Saved data entries
┄┄┄┄┄┄

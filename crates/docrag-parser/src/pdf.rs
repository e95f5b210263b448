//! PDF document parser using pdf-extract
//!
//! Extracts text content from PDF files page by page. Pages without
//! extractable text (scanned images) are skipped and the remaining pages
//! are joined with newlines.

use std::path::Path;

use crate::{DocumentParser, FileType, ParsedDocument, ParserError, Result};

/// Page separator emitted by pdf-extract
const FORM_FEED: char = '\x0C';

/// PDF document parser
pub struct PdfParser {
    /// Whether to keep pages whose text is only whitespace
    pub keep_blank_pages: bool,
}

impl PdfParser {
    /// Create a new PDF parser with default settings
    pub fn new() -> Self {
        Self {
            keep_blank_pages: false,
        }
    }

    /// Keep or drop pages without text
    pub fn with_blank_pages(mut self, keep: bool) -> Self {
        self.keep_blank_pages = keep;
        self
    }

    /// Extract text from a PDF file
    fn extract_text(&self, path: &Path) -> Result<String> {
        let bytes = std::fs::read(path).map_err(|e| ParserError::IoError {
            path: path.display().to_string(),
            source: e,
        })?;

        pdf_extract::extract_text_from_mem(&bytes).map_err(|e| ParserError::PdfError(e.to_string()))
    }

    /// Join page texts, dropping pages without text unless configured otherwise
    fn join_pages(&self, raw: &str) -> (String, u32) {
        let pages: Vec<&str> = raw.split(FORM_FEED).collect();
        let page_count = pages.len() as u32;

        let text = pages
            .into_iter()
            .filter(|page| self.keep_blank_pages || !page.trim().is_empty())
            .collect::<Vec<_>>()
            .join("\n");

        (text, page_count)
    }
}

impl Default for PdfParser {
    fn default() -> Self {
        Self::new()
    }
}

impl DocumentParser for PdfParser {
    fn parse(&self, path: &Path) -> Result<ParsedDocument> {
        let raw = self.extract_text(path)?;
        let (text, page_count) = self.join_pages(&raw);

        let mut doc =
            ParsedDocument::new(path.display().to_string(), FileType::Pdf).with_content(text);
        doc.page_count = Some(page_count);

        Ok(doc)
    }

    fn supported_types(&self) -> &[FileType] {
        &[FileType::Pdf]
    }
}

#[cfg(test)]
mod tests {
    use super::*;

    #[test]
    fn test_pdf_parser_creation() {
        let parser = PdfParser::new();
        assert!(!parser.keep_blank_pages);

        let parser = parser.with_blank_pages(true);
        assert!(parser.keep_blank_pages);
    }

    #[test]
    fn test_join_pages_skips_blank_pages() {
        let parser = PdfParser::new();
        let (text, pages) = parser.join_pages("Page one\x0C  \n\x0CPage three");

        assert_eq!(pages, 3);
        assert_eq!(text, "Page one\nPage three");
    }

    #[test]
    fn test_join_pages_single_page() {
        let parser = PdfParser::new();
        let (text, pages) = parser.join_pages("Only page");

        assert_eq!(pages, 1);
        assert_eq!(text, "Only page");
    }

    #[test]
    fn test_missing_file() {
        let parser = PdfParser::new();
        let err = parser.parse(Path::new("/no/such/file.pdf")).unwrap_err();
        assert!(matches!(err, ParserError::IoError { .. }));
    }

    #[test]
    fn test_supported_types() {
        let parser = PdfParser::new();
        assert!(parser.can_parse(FileType::Pdf));
        assert!(!parser.can_parse(FileType::PlainText));
    }
}
//! LLM Client implementations
//!
//! Provides OpenAI-compatible and Ollama completion clients.

use std::sync::Arc;
use std::time::Duration;

use async_trait::async_trait;
use docrag_core::{ConfigError, LlmClient, LlmConfig, LlmProvider, RagError, Result};
use reqwest::Client;
use serde::{Deserialize, Serialize};

const OPENAI_API_BASE: &str = "https://api.openai.com/v1";

fn http_client(timeout_secs: u64) -> Result<Client> {
    Client::builder()
        .timeout(Duration::from_secs(timeout_secs))
        .build()
        .map_err(|e| RagError::ConfigError(format!("Failed to build HTTP client: {e}")))
}

// ============================================================================
// OpenAI Client
// ============================================================================

/// OpenAI API client
pub struct OpenAiClient {
    client: Client,
    api_key: String,
    base_url: String,
    model: String,
    max_tokens: u32,
    temperature: f32,
}

#[derive(Debug, Serialize)]
struct OpenAiRequest<'a> {
    model: &'a str,
    messages: Vec<Message>,
    max_tokens: u32,
    temperature: f32,
}

#[derive(Debug, Serialize, Deserialize, Clone)]
struct Message {
    role: String,
    content: String,
}

#[derive(Debug, Deserialize)]
struct OpenAiResponse {
    choices: Vec<Choice>,
}

#[derive(Debug, Deserialize)]
struct Choice {
    message: Message,
}

impl OpenAiClient {
    /// Create a new OpenAI client
    pub fn new(
        api_key: impl Into<String>,
        model: impl Into<String>,
        max_tokens: u32,
        temperature: f32,
    ) -> Self {
        Self {
            client: Client::new(),
            api_key: api_key.into(),
            base_url: OPENAI_API_BASE.to_string(),
            model: model.into(),
            max_tokens,
            temperature,
        }
    }

    /// Create from config
    pub fn from_config(config: &LlmConfig) -> Result<Self> {
        let api_key = config
            .openai_api_key
            .as_ref()
            .ok_or_else(|| ConfigError::MissingRequired("OPENAI_API_KEY".to_string()))?;

        let base_url = config
            .openai_base_url
            .clone()
            .unwrap_or_else(|| OPENAI_API_BASE.to_string());

        Ok(Self {
            client: http_client(config.timeout_secs)?,
            api_key: api_key.clone(),
            base_url: base_url.trim_end_matches('/').to_string(),
            model: config.model.clone(),
            max_tokens: config.max_tokens,
            temperature: config.temperature,
        })
    }

    /// Set custom base URL (for compatible APIs)
    pub fn with_base_url(mut self, url: impl Into<String>) -> Self {
        self.base_url = url.into().trim_end_matches('/').to_string();
        self
    }

    fn endpoint(&self) -> String {
        format!("{}/chat/completions", self.base_url)
    }
}

#[async_trait]
impl LlmClient for OpenAiClient {
    async fn generate(&self, prompt: &str) -> Result<String> {
        let request = OpenAiRequest {
            model: &self.model,
            messages: vec![Message {
                role: "user".to_string(),
                content: prompt.to_string(),
            }],
            max_tokens: self.max_tokens,
            temperature: self.temperature,
        };

        let response = self
            .client
            .post(self.endpoint())
            .header("Authorization", format!("Bearer {}", self.api_key))
            .header("Content-Type", "application/json")
            .json(&request)
            .send()
            .await
            .map_err(|e| RagError::GenerationFailure(format!("Request failed: {e}")))?;

        if !response.status().is_success() {
            let error_text = response.text().await.unwrap_or_default();
            return Err(RagError::GenerationFailure(format!(
                "OpenAI error: {error_text}"
            )));
        }

        let result: OpenAiResponse = response
            .json()
            .await
            .map_err(|e| RagError::GenerationFailure(format!("Failed to parse response: {e}")))?;

        result
            .choices
            .into_iter()
            .next()
            .map(|c| c.message.content)
            .ok_or_else(|| RagError::GenerationFailure("No response generated".to_string()))
    }
}

// ============================================================================
// Ollama Client
// ============================================================================

/// Ollama API client
pub struct OllamaClient {
    client: Client,
    base_url: String,
    model: String,
}

#[derive(Debug, Serialize)]
struct OllamaRequest<'a> {
    model: &'a str,
    prompt: &'a str,
    stream: bool,
}

#[derive(Debug, Deserialize)]
struct OllamaResponse {
    response: String,
}

impl OllamaClient {
    /// Create a new Ollama client
    pub fn new(base_url: impl Into<String>, model: impl Into<String>) -> Self {
        Self {
            client: Client::new(),
            base_url: base_url.into().trim_end_matches('/').to_string(),
            model: model.into(),
        }
    }

    /// Create from config
    pub fn from_config(config: &LlmConfig) -> Result<Self> {
        Ok(Self {
            client: http_client(config.timeout_secs)?,
            ..Self::new(config.ollama_url.clone(), config.model.clone())
        })
    }
}

#[async_trait]
impl LlmClient for OllamaClient {
    async fn generate(&self, prompt: &str) -> Result<String> {
        let request = OllamaRequest {
            model: &self.model,
            prompt,
            stream: false,
        };

        let response = self
            .client
            .post(format!("{}/api/generate", self.base_url))
            .json(&request)
            .send()
            .await
            .map_err(|e| RagError::GenerationFailure(format!("Ollama request failed: {e}")))?;

        if !response.status().is_success() {
            let error_text = response.text().await.unwrap_or_default();
            return Err(RagError::GenerationFailure(format!(
                "Ollama error: {error_text}"
            )));
        }

        let result: OllamaResponse = response.json().await.map_err(|e| {
            RagError::GenerationFailure(format!("Failed to parse Ollama response: {e}"))
        })?;

        Ok(result.response)
    }
}

// ============================================================================
// Factory function
// ============================================================================

/// Create an LLM client from config
pub fn create_llm_client(config: &LlmConfig) -> Result<Arc<dyn LlmClient>> {
    match config.provider {
        LlmProvider::OpenAI => Ok(Arc::new(OpenAiClient::from_config(config)?)),
        LlmProvider::Ollama => Ok(Arc::new(OllamaClient::from_config(config)?)),
    }
}

// ============================================================================
// Tests
// ============================================================================

#[cfg(test)]
mod tests {
    use super::*;

    #[test]
    fn test_openai_client_creation() {
        let client = OpenAiClient::new("test-key", "gpt-4o-mini", 2048, 0.1);
        assert_eq!(client.model, "gpt-4o-mini");
        assert_eq!(client.endpoint(), "https://api.openai.com/v1/chat/completions");

        let client = client.with_base_url("http://localhost:8000/v1/");
        assert_eq!(client.endpoint(), "http://localhost:8000/v1/chat/completions");
    }

    #[test]
    fn test_ollama_client_creation() {
        let client = OllamaClient::new("http://localhost:11434/", "llama3");
        assert_eq!(client.model, "llama3");
        assert_eq!(client.base_url, "http://localhost:11434");
    }

    #[test]
    fn test_openai_requires_key() {
        let config = LlmConfig::default();
        let err = create_llm_client(&config).err().unwrap();
        assert!(matches!(err, RagError::ConfigError(ref msg) if msg.contains("OPENAI_API_KEY")));
    }

    #[test]
    fn test_from_config_uses_base_url() {
        let config = LlmConfig {
            openai_api_key: Some("k".to_string()),
            openai_base_url: Some("http://proxy/v1".to_string()),
            ..Default::default()
        };
        let client = OpenAiClient::from_config(&config).unwrap();
        assert_eq!(client.endpoint(), "http://proxy/v1/chat/completions");
        assert_eq!(client.model, config.model);
    }

    #[test]
    fn test_ollama_from_config() {
        let config = LlmConfig {
            provider: LlmProvider::Ollama,
            model: "mistral".to_string(),
            ..Default::default()
        };
        assert!(create_llm_client(&config).is_ok());
    }

    #[test]
    fn test_response_parsing() {
        let json = r#"{"choices":[{"message":{"role":"assistant","content":" Hi "},"finish_reason":"stop"}]}"#;
        let parsed: OpenAiResponse = serde_json::from_str(json).unwrap();
        assert_eq!(parsed.choices[0].message.content, " Hi ");

        let parsed: OllamaResponse =
            serde_json::from_str(r#"{"response":"Bonjour","done":true}"#).unwrap();
        assert_eq!(parsed.response, "Bonjour");
    }
}
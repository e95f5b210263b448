//! Query-time retrieval against a loaded index

use std::sync::Arc;

use docrag_core::{Embedder, RagError, Result, ScoredChunk};
use docrag_vector::VectorIndex;

/// Embeds a query and searches one index
///
/// Holds shared handles only; the index is never mutated and nothing is
/// cached between calls.
#[derive(Clone)]
pub struct Retriever {
    index: Arc<dyn VectorIndex>,
    embedder: Arc<dyn Embedder>,
}

impl Retriever {
    pub fn new(index: Arc<dyn VectorIndex>, embedder: Arc<dyn Embedder>) -> Self {
        Self { index, embedder }
    }

    /// The index this retriever searches
    pub fn index(&self) -> &Arc<dyn VectorIndex> {
        &self.index
    }

    /// The `top_k` chunks closest to `query`, closest first
    pub async fn retrieve(&self, query: &str, top_k: usize) -> Result<Vec<ScoredChunk>> {
        let vector = self.embedder.embed(query).await?;
        if vector.len() != self.index.dim() {
            return Err(RagError::DimensionMismatch {
                expected: self.index.dim(),
                actual: vector.len(),
            });
        }

        let hits = self.index.search(&vector, top_k)?;
        tracing::debug!("Retrieved {} of {} chunks", hits.len(), self.index.len());
        Ok(hits)
    }
}

#[cfg(test)]
mod tests {
    use super::*;
    use async_trait::async_trait;
    use docrag_core::ChunkMetadata;
    use docrag_vector::FlatIndex;
    use std::collections::HashMap;
    use std::sync::atomic::{AtomicUsize, Ordering};

    struct FixedEmbedder {
        vectors: HashMap<String, Vec<f32>>,
        dim: usize,
        calls: AtomicUsize,
    }

    impl FixedEmbedder {
        fn new(dim: usize, entries: &[(&str, Vec<f32>)]) -> Self {
            Self {
                vectors: entries
                    .iter()
                    .map(|(k, v)| (k.to_string(), v.clone()))
                    .collect(),
                dim,
                calls: AtomicUsize::new(0),
            }
        }
    }

    #[async_trait]
    impl Embedder for FixedEmbedder {
        async fn embed(&self, text: &str) -> Result<Vec<f32>> {
            self.calls.fetch_add(1, Ordering::SeqCst);
            self.vectors
                .get(text)
                .cloned()
                .ok_or_else(|| RagError::EmbeddingFailure(format!("unknown text {text}")))
        }

        fn dimension(&self) -> usize {
            self.dim
        }
    }

    fn index() -> Arc<dyn VectorIndex> {
        let mut index = FlatIndex::new(2).unwrap();
        index
            .add_rows(
                &[vec![1.0, 0.0], vec![0.0, 1.0], vec![0.9, 0.1]],
                vec![
                    ChunkMetadata::new("A", "alpha"),
                    ChunkMetadata::new("B", "beta"),
                    ChunkMetadata::new("C", "gamma"),
                ],
            )
            .unwrap();
        Arc::new(index)
    }

    #[tokio::test]
    async fn test_retrieve_ranks_by_distance() {
        let embedder = Arc::new(FixedEmbedder::new(2, &[("east", vec![1.0, 0.0])]));
        let retriever = Retriever::new(index(), embedder.clone());

        let hits = retriever.retrieve("east", 2).await.unwrap();
        let ids: Vec<_> = hits.iter().map(|h| h.metadata.doc_id.as_str()).collect();
        assert_eq!(ids, vec!["A", "C"]);

        retriever.retrieve("east", 2).await.unwrap();
        assert_eq!(embedder.calls.load(Ordering::SeqCst), 2);
    }

    #[tokio::test]
    async fn test_retrieve_dimension_mismatch() {
        let embedder = Arc::new(FixedEmbedder::new(3, &[("q", vec![1.0, 0.0, 0.0])]));
        let retriever = Retriever::new(index(), embedder);

        let err = retriever.retrieve("q", 1).await.unwrap_err();
        assert!(matches!(
            err,
            RagError::DimensionMismatch {
                expected: 2,
                actual: 3
            }
        ));
    }

    #[tokio::test]
    async fn test_embedding_failure_propagates() {
        let embedder = Arc::new(FixedEmbedder::new(2, &[]));
        let retriever = Retriever::new(index(), embedder);

        let err = retriever.retrieve("missing", 1).await.unwrap_err();
        assert!(matches!(err, RagError::EmbeddingFailure(msg) if msg.contains("missing")));
    }

    #[tokio::test]
    async fn test_retrieve_from_empty_index() {
        let embedder = Arc::new(FixedEmbedder::new(2, &[("q", vec![0.0, 1.0])]));
        let empty: Arc<dyn VectorIndex> = Arc::new(FlatIndex::new(2).unwrap());
        let retriever = Retriever::new(empty, embedder);

        assert!(retriever.retrieve("q", 5).await.unwrap().is_empty());
    }
}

┄┄┄┄┄┄

• TO DO:
Copy every line of the data above, beginning with the first and ending with the line that contains "with default settings", and give nothing more.

• TASK ANSWER:
filename crates/docrag-parser/src/pdf.rs
repository e95f5b210263b448
//! PDF document parser using pdf-extract
//!
//! Extracts text content from PDF files page by page. Pages without
//! extractable text (scanned images) are skipped and the remaining pages
//! are joined with newlines.

use std::path::Path;

use crate::{DocumentParser, FileType, ParsedDocument, ParserError, Result};

/// Page separator emitted by pdf-extract
const FORM_FEED: char = '\x0C';

/// PDF document parser
pub struct PdfParser {
    /// Whether to keep pages whose text is only whitespace
    pub keep_blank_pages: bool,
}

impl PdfParser {
    /// Create a new PDF parser with default settings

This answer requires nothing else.